The leader of Telford & Wrekin Council has expressed his disappointment in the decision on the New Works Lane solar farm planning application and is concerned that it may have an impact on other decisions set to be made.

A three-day planning inquiry on the Steeraway solar farm project closed last Friday and the appellant and the council have been given until April 2 to get their statements in to the planning inspectorate.

Councillor Shaun Davies, leader of Telford & Wrekin Council said: “We are now taking urgent legal advice on what we can do to challenge the government's decision – a decision which completely fails to respect our communities, the planning committee, or the planning inspector. We urge the Secretary of State to look at the decision of in person."

He added that the council is "bitterly disappointed" that a junior minister has granted planning permission for the New Works Lane solar farm.

"This decision goes against the views of our communities, our planning officers, the planning committee and the government's own planning inspector," he said.

“In his letter, the minister recognised that the proposal will harm the local landscape and that the site is clearly valued by local residents, yet he has still deemed the site suitable for development, even though he has never visited the site or heard first-hand all the evidence put forward at the planning committee or the inquiry."

The minister said that although there are harms from the project, he believes those are outweighed by the energy produced.

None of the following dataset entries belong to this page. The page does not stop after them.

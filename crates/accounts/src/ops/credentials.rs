use sea_orm::{QueryFilter, prelude::*};

use crate::{
    AccountsError, ResultAccounts, User,
    password::{verify_dummy_blocking, verify_password_blocking},
    users,
};

use super::{Accounts, normalize_email};

impl Accounts {
    /// Check an email/password pair.
    ///
    /// Unknown email and wrong password are indistinguishable to the caller.
    pub async fn verify_credentials(&self, email: &str, password: &str) -> ResultAccounts<User> {
        let email = normalize_email(email).map_err(|_| AccountsError::InvalidCredentials)?;

        let Some(model) = users::Entity::find()
            .filter(users::Column::Email.eq(email))
            .one(&self.database)
            .await?
        else {
            verify_dummy_blocking(password.to_string()).await;
            return Err(AccountsError::InvalidCredentials);
        };

        let matches =
            verify_password_blocking(password.to_string(), model.password_hash.clone()).await?;
        if !matches {
            return Err(AccountsError::InvalidCredentials);
        }

        User::try_from(model)
    }
}
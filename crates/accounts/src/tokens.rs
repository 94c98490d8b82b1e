//! Bearer token issuance and verification.
//!
//! Tokens are HS256 JWTs signed with a shared secret. They carry the account
//! identity and role, and expire after [`TokenConfig::ttl`]. There is no
//! refresh or revocation: a client whose token expired logs in again.

use std::time::Duration;

use chrono::Utc;
use jsonwebtoken::{Algorithm, DecodingKey, EncodingKey, Header, Validation, decode, encode};
use serde::{Deserialize, Serialize};
use uuid::Uuid;

use crate::{AccountsError, ResultAccounts, Role, User};

const DEFAULT_ISSUER: &str = "studydesk";
const DEFAULT_TTL: Duration = Duration::from_secs(60 * 60);

/// Token settings.
#[derive(Clone, Debug)]
pub struct TokenConfig {
    /// Shared HMAC secret. Must not be empty.
    pub secret: String,
    /// Lifetime of an issued token.
    pub ttl: Duration,
    /// Value of the `iss` claim; verification rejects any other issuer.
    pub issuer: String,
}

impl TokenConfig {
    pub fn new(secret: impl Into<String>) -> Self {
        Self {
            secret: secret.into(),
            ttl: DEFAULT_TTL,
            issuer: DEFAULT_ISSUER.to_string(),
        }
    }
}

/// Claims carried by every token.
#[derive(Clone, Debug, PartialEq, Eq, Serialize, Deserialize)]
pub struct Claims {
    /// User id.
    pub sub: Uuid,
    pub username: String,
    pub email: String,
    pub role: Role,
    pub iss: String,
    pub iat: i64,
    pub exp: i64,
}

/// A freshly signed token.
#[derive(Clone, Debug)]
pub struct IssuedToken {
    pub token: String,
    /// Lifetime in seconds.
    pub expires_in: i64,
}

#[derive(Clone)]
pub struct TokenIssuer {
    issuer: String,
    ttl: Duration,
    encoding_key: EncodingKey,
    decoding_key: DecodingKey,
    validation: Validation,
}

impl core::fmt::Debug for TokenIssuer {
    fn fmt(&self, f: &mut core::fmt::Formatter<'_>) -> core::fmt::Result {
        f.debug_struct("TokenIssuer")
            .field("issuer", &self.issuer)
            .field("ttl", &self.ttl)
            .finish_non_exhaustive()
    }
}

impl TokenIssuer {
    pub fn new(config: TokenConfig) -> ResultAccounts<Self> {
        if config.secret.is_empty() {
            return Err(AccountsError::InvalidInput(
                "token secret must not be empty".to_string(),
            ));
        }
        if config.ttl.is_zero() {
            return Err(AccountsError::InvalidInput(
                "token lifetime must be > 0".to_string(),
            ));
        }

        let mut validation = Validation::new(Algorithm::HS256);
        validation.set_issuer(&[config.issuer.as_str()]);
        validation.set_required_spec_claims(&["exp", "iss", "sub"]);

        Ok(Self {
            encoding_key: EncodingKey::from_secret(config.secret.as_bytes()),
            decoding_key: DecodingKey::from_secret(config.secret.as_bytes()),
            issuer: config.issuer,
            ttl: config.ttl,
            validation,
        })
    }

    /// Token lifetime in seconds.
    pub fn ttl_secs(&self) -> i64 {
        i64::try_from(self.ttl.as_secs()).unwrap_or(i64::MAX)
    }

    /// Sign a token for `user`.
    pub fn issue(&self, user: &User) -> ResultAccounts<IssuedToken> {
        let now = Utc::now().timestamp();
        let expires_in = self.ttl_secs();
        let claims = Claims {
            sub: user.id,
            username: user.username.clone(),
            email: user.email.clone(),
            role: user.role,
            iss: self.issuer.clone(),
            iat: now,
            exp: now.saturating_add(expires_in),
        };

        let token = encode(&Header::new(Algorithm::HS256), &claims, &self.encoding_key)
            .map_err(|err| AccountsError::Signing(err.to_string()))?;
        Ok(IssuedToken { token, expires_in })
    }

    /// Check signature, issuer and expiry, and return the claims.
    pub fn verify(&self, token: &str) -> ResultAccounts<Claims> {
        decode::<Claims>(token, &self.decoding_key, &self.validation)
            .map(|data| data.claims)
            .map_err(|err| AccountsError::InvalidToken(err.to_string()))
    }
}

The council has supported many solar projects over the years and has one of its own.

Councillor Davies said: "As a council, we know the vital importance of renewable energy. We are one of only a few councils to have our own solar farm and we have granted a range of others throughout the borough, but these developments need to be made in the right places."

Although Councillor Davies did not specifically mention the pending decision on Steeraway solar farm he added that the New Works Lane decision could have an impact on the next door application.

He said: "There are other applications for solar farms that are being considered both within the borough and in other areas of the country and we are concerned about how this decision may impact upon decision-makers considering such applications in the future."

Campaigner Jocelyn Lewis, of the Stop Steeraway and New Works Industrial Solar 'Farms' group, said she and others are "incredibly disappointed" with the decision.

"Once I had a chance to read through the decision letter and inspector's report I was incredibly disappointed that despite agreeing with the inspector on many issues the minister had ignored it and overruled local democracy and the local plan," she said.

She supports Telford & Wrekin Council's decision to seek legal advice.

"We are now in the hands of the borough council," she said.

And on the issue of what happens to the application for a solar farm at neighbouring Steeraway Farm she said at the moment that is just not known.

"It's a bit up in the air. We never expected the New Works Lane decision to be overruled, and we don't know if Steeraway will be called in."

Also disappointed was Bill Kerswell, from Picklescott, who objected to a minister overruling the council.

"We can forget about planning," he said. "Why have a council, why have a planning department. We can forget about planning and just put solar farms up anywhere.

"The whole thing is a rubbish. We should re-open the coal mines, rebuild the power station at Ironbridge and use the carbon dioxide in greenhouses.

"We have got over 400 years of coal reserves just sitting in the ground, or exporting to Germany."